*** RECORDS FOR PROCESSING ***

use crate::traits::{ObjectStore, StorageError, StorageResult};
use crate::StorageBackend;
use async_trait::async_trait;
use bytes::Bytes;
use http::Method;
use object_store::aws::{AmazonS3, AmazonS3Builder};
use object_store::path::Path;
use object_store::signer::Signer;
use object_store::Error as ObjectStoreError;
use object_store::{ObjectStore as _, ObjectStoreExt as _, PutPayload, Result as ObjectResult};
use std::time::Duration;

/// S3 storage implementation
#[derive(Clone)]
pub struct S3Storage {
    store: AmazonS3,
    bucket: String,
    region: String,
    endpoint_url: Option<String>, // Custom endpoint for S3-compatible providers
}

impl S3Storage {
    /// Create a new S3Storage instance
    ///
    /// # Arguments
    /// * `bucket` - S3 bucket name
    /// * `region` - AWS region (or region identifier for S3-compatible providers)
    /// * `endpoint_url` - Optional custom endpoint URL for S3-compatible providers
    ///   (e.g., "http://localhost:9000" for MinIO)
    pub async fn new(
        bucket: String,
        region: String,
        endpoint_url: Option<String>,
    ) -> StorageResult<Self> {
        // Build AmazonS3 object store from environment and explicit settings.
        let mut builder = AmazonS3Builder::from_env()
            .with_region(region.clone())
            .with_bucket_name(bucket.clone());

        if let Some(ref endpoint) = endpoint_url {
            let allow_http = endpoint.starts_with("http://");
            builder = builder
                .with_endpoint(endpoint.clone())
                .with_allow_http(allow_http);
        }

        let store = builder
            .build()
            .map_err(|e| StorageError::ConfigError(e.to_string()))?;

        Ok(S3Storage {
            store,
            bucket,
            region,
            endpoint_url,
        })
    }

    /// Generate the public URL for an S3 object
    ///
    /// For AWS S3, uses the standard format:
    /// https://{bucket}.s3.{region}.amazonaws.com/{key}. For S3-compatible
    /// providers, path-style against the endpoint URL.
    fn generate_url(&self, key: &str) -> String {
        if let Some(ref endpoint) = self.endpoint_url {
            let base_url = endpoint.trim_end_matches('/');
            format!("{}/{}/{}", base_url, self.bucket, key)
        } else {
            format!(
                "https://{}.s3.{}.amazonaws.com/{}",
                self.bucket, self.region, key
            )
        }
    }
}

#[async_trait]
impl ObjectStore for S3Storage {
    async fn put(&self, key: &str, data: Vec<u8>, _content_type: &str) -> StorageResult<String> {
        let size = data.len() as u64;
        let bytes = Bytes::from(data);
        let location = Path::from(key.to_string());
        let start = std::time::Instant::now();

        let result: ObjectResult<_> = self.store.put(&location, PutPayload::from(bytes)).await;

        result.map_err(|e| {
            tracing::error!(
                error = %e,
                bucket = %self.bucket,
                key = %key,
                size_bytes = size,
                duration_ms = start.elapsed().as_secs_f64() * 1000.0,
                "S3 put failed"
            );
            StorageError::UploadFailed(e.to_string())
        })?;

        let url = self.generate_url(key);

        tracing::info!(
            bucket = %self.bucket,
            key = %key,
            size_bytes = size,
            duration_ms = start.elapsed().as_secs_f64() * 1000.0,
            "S3 put successful"
        );

        Ok(url)
    }

    async fn get(&self, key: &str) -> StorageResult<Option<Vec<u8>>> {
        let location = Path::from(key.to_string());

        let result: ObjectResult<_> = self.store.get(&location).await;

        let result = match result {
            Ok(r) => r,
            Err(ObjectStoreError::NotFound { .. }) => return Ok(None),
            Err(e) => {
                tracing::error!(
                    error = %e,
                    bucket = %self.bucket,
                    key = %key,
                    "S3 get failed"
                );
                return Err(StorageError::DownloadFailed(e.to_string()));
            }
        };

        let bytes = result
            .bytes()
            .await
            .map_err(|e| StorageError::DownloadFailed(e.to_string()))?;

        Ok(Some(bytes.to_vec()))
    }

    async fn delete(&self, key: &str) -> StorageResult<bool> {
        let location = Path::from(key.to_string());
        let start = std::time::Instant::now();

        let result: ObjectResult<_> = self.store.delete(&location).await;

        match result {
            Ok(()) => {
                tracing::info!(
                    bucket = %self.bucket,
                    key = %key,
                    duration_ms = start.elapsed().as_secs_f64() * 1000.0,
                    "S3 delete successful"
                );
                Ok(true)
            }
            Err(ObjectStoreError::NotFound { .. }) => Ok(false),
            Err(e) => {
                tracing::error!(
                    error = %e,
                    bucket = %self.bucket,
                    key = %key,
                    duration_ms = start.elapsed().as_secs_f64() * 1000.0,
                    "S3 delete failed"
                );
                Err(StorageError::DeleteFailed(e.to_string()))
            }
        }
    }

    async fn signed_read_url(&self, key: &str, expires_in: Duration) -> StorageResult<String> {
        let location = Path::from(key.to_string());
        let url_result: ObjectResult<_> = self
            .store
            .signed_url(Method::GET, &location, expires_in)
            .await;

        // Signing requires static credentials; instance-profile or anonymous
        // modes surface an error here and callers may degrade to the plain URL.
        let url = url_result
            .map_err(|e| StorageError::SigningFailed(e.to_string()))?
            .to_string();

        Ok(url)
    }

    async fn exists(&self, key: &str) -> StorageResult<bool> {
        let location = Path::from(key.to_string());
        match self.store.head(&location).await {
            Ok(_) => Ok(true),
            Err(ObjectStoreError::NotFound { .. }) => Ok(false),
            Err(e) => Err(StorageError::BackendError(e.to_string())),
        }
    }

    fn backend_type(&self) -> StorageBackend {
        StorageBackend::S3
    }
}

#[cfg(test)]
mod tests {
    use super::*;

    #[tokio::test]
    async fn test_generate_url_aws_format() {
        let storage = S3Storage::new(
            "course-files".to_string(),
            "eu-west-1".to_string(),
            None,
        )
        .await
        .unwrap();

        let url = storage.generate_url("universities/1/courses/2/modules/3/abc.pdf");
        assert_eq!(
            url,
            "https://course-files.s3.eu-west-1.amazonaws.com/universities/1/courses/2/modules/3/abc.pdf"
        );
    }

    #[tokio::test]
    async fn test_generate_url_custom_endpoint_path_style() {
        let storage = S3Storage::new(
            "course-files".to_string(),
            "us-east-1".to_string(),
            Some("http://localhost:9000/".to_string()),
        )
        .await
        .unwrap();

        let url = storage.generate_url("universities/1/courses/2/modules/3/abc.pdf");
        assert_eq!(
            url,
            "http://localhost:9000/course-files/universities/1/courses/2/modules/3/abc.pdf"
        );
    }
}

*** End of RECORDS FOR PROCESSING ***

ASSIGNED TASK: Keeping every word and mark as it is, print the entries above.

RESPONSE:
use crate::traits::{ObjectStore, StorageError, StorageResult};
use crate::StorageBackend;
use async_trait::async_trait;
use bytes::Bytes;
use http::Method;
use object_store::aws::{AmazonS3, AmazonS3Builder};
use object_store::path::Path;
use object_store::signer::Signer;
use object_store::Error as ObjectStoreError;
use object_store::{ObjectStore as _, ObjectStoreExt as _, PutPayload, Result as ObjectResult};
use std::time::Duration;

/// S3 storage implementation
#[derive(Clone)]
pub struct S3Storage {
    store: AmazonS3,
    bucket: String,
    region: String,
    endpoint_url: Option<String>, // Custom endpoint for S3-compatible providers
}

impl S3Storage {
    /// Create a new S3Storage instance
    ///
    /// # Arguments
    /// * `bucket` - S3 bucket name
    /// * `region` - AWS region (or region identifier for S3-compatible providers)
    /// * `endpoint_url` - Optional custom endpoint URL for S3-compatible providers
    ///   (e.g., "http://localhost:9000" for MinIO)
    pub async fn new(
        bucket: String,
        region: String,
        endpoint_url: Option<String>,
    ) -> StorageResult<Self> {
        // Build AmazonS3 object store from environment and explicit settings.
        let mut builder = AmazonS3Builder::from_env()
            .with_region(region.clone())
            .with_bucket_name(bucket.clone());

        if let Some(ref endpoint) = endpoint_url {
            let allow_http = endpoint.starts_with("http://");
            builder = builder
                .with_endpoint(endpoint.clone())
                .with_allow_http(allow_http);
        }

        let store = builder
            .build()
            .map_err(|e| StorageError::ConfigError(e.to_string()))?;

        Ok(S3Storage {
            store,
            bucket,
            region,
            endpoint_url,
        })
    }

    /// Generate the public URL for an S3 object
    ///
    /// For AWS S3, uses the standard format:
    /// https://{bucket}.s3.{region}.amazonaws.com/{key}. For S3-compatible
    /// providers, path-style against the endpoint URL.
    fn generate_url(&self, key: &str) -> String {
        if let Some(ref endpoint) = self.endpoint_url {
            let base_url = endpoint.trim_end_matches('/');
            format!("{}/{}/{}", base_url, self.bucket, key)
        } else {
            format!(
                "https://{}.s3.{}.amazonaws.com/{}",
                self.bucket, self.region, key
            )
        }
    }
}

#[async_trait]
impl ObjectStore for S3Storage {
    async fn put(&self, key: &str, data: Vec<u8>, _content_type: &str) -> StorageResult<String> {
        let size = data.len() as u64;
        let bytes = Bytes::from(data);
        let location = Path::from(key.to_string());
        let start = std::time::Instant::now();

        let result: ObjectResult<_> = self.store.put(&location, PutPayload::from(bytes)).await;

        result.map_err(|e| {
            tracing::error!(
                error = %e,
                bucket = %self.bucket,
                key = %key,
                size_bytes = size,
                duration_ms = start.elapsed().as_secs_f64() * 1000.0,
                "S3 put failed"
            );
            StorageError::UploadFailed(e.to_string())
        })?;

        let url = self.generate_url(key);

        tracing::info!(
            bucket = %self.bucket,
            key = %key,
            size_bytes = size,
            duration_ms = start.elapsed().as_secs_f64() * 1000.0,
            "S3 put successful"
        );

        Ok(url)
    }

    async fn get(&self, key: &str) -> StorageResult<Option<Vec<u8>>> {
        let location = Path::from(key.to_string());

        let result: ObjectResult<_> = self.store.get(&location).await;

        let result = match result {
            Ok(r) => r,
            Err(ObjectStoreError::NotFound { .. }) => return Ok(None),
            Err(e) => {
                tracing::error!(
                    error = %e,
                    bucket = %self.bucket,
                    key = %key,
                    "S3 get failed"
                );
                return Err(StorageError::DownloadFailed(e.to_string()));
            }
        };

        let bytes = result
            .bytes()
            .await
            .map_err(|e| StorageError::DownloadFailed(e.to_string()))?;

        Ok(Some(bytes.to_vec()))
    }

    async fn delete(&self, key: &str) -> StorageResult<bool> {
        let location = Path::from(key.to_string());
        let start = std::time::Instant::now();

        let result: ObjectResult<_> = self.store.delete(&location).await;

        match result {
            Ok(()) => {
                tracing::info!(
                    bucket = %self.bucket,
                    key = %key,
                    duration_ms = start.elapsed().as_secs_f64() * 1000.0,
                    "S3 delete successful"
                );
                Ok(true)
            }
            Err(ObjectStoreError::NotFound { .. }) => Ok(false),
            Err(e) => {
                tracing::error!(
                    error = %e,
                    bucket = %self.bucket,
                    key = %key,
                    duration_ms = start.elapsed().as_secs_f64() * 1000.0,
                    "S3 delete failed"
                );
                Err(StorageError::DeleteFailed(e.to_string()))
            }
        }
    }

    async fn signed_read_url(&self, key: &str, expires_in: Duration) -> StorageResult<String> {
        let location = Path::from(key.to_string());
        let url_result: ObjectResult<_> = self
            .store
            .signed_url(Method::GET, &location, expires_in)
            .await;

        // Signing requires static credentials; instance-profile or anonymous
        // modes surface an error here and callers may degrade to the plain URL.
        let url = url_result
            .map_err(|e| StorageError::SigningFailed(e.to_string()))?
            .to_string();

        Ok(url)
    }

    async fn exists(&self, key: &str) -> StorageResult<bool> {
        let location = Path::from(key.to_string());
        match self.store.head(&location).await {
            Ok(_) => Ok(true),
            Err(ObjectStoreError::NotFound { .. }) => Ok(false),
            Err(e) => Err(StorageError::BackendError(e.to_string())),
        }
    }

    fn backend_type(&self) -> StorageBackend {
        StorageBackend::S3
    }
}

#[cfg(test)]
mod tests {
    use super::*;

    #[tokio::test]
    async fn test_generate_url_aws_format() {
        let storage = S3Storage::new(
            "course-files".to_string(),
            "eu-west-1".to_string(),
            None,
        )
        .await
        .unwrap();

        let url = storage.generate_url("universities/1/courses/2/modules/3/abc.pdf");
        assert_eq!(
            url,
            "https://course-files.s3.eu-west-1.amazonaws.com/universities/1/courses/2/modules/3/abc.pdf"
        );
    }

    #[tokio::test]
    async fn test_generate_url_custom_endpoint_path_style() {
        let storage = S3Storage::new(
            "course-files".to_string(),
            "us-east-1".to_string(),
            Some("http://localhost:9000/".to_string()),
        )
        .await
        .unwrap();

        let url = storage.generate_url("universities/1/courses/2/modules/3/abc.pdf");
        assert_eq!(
            url,
            "http://localhost:9000/course-files/universities/1/courses/2/modules/3/abc.pdf"
        );
    }
}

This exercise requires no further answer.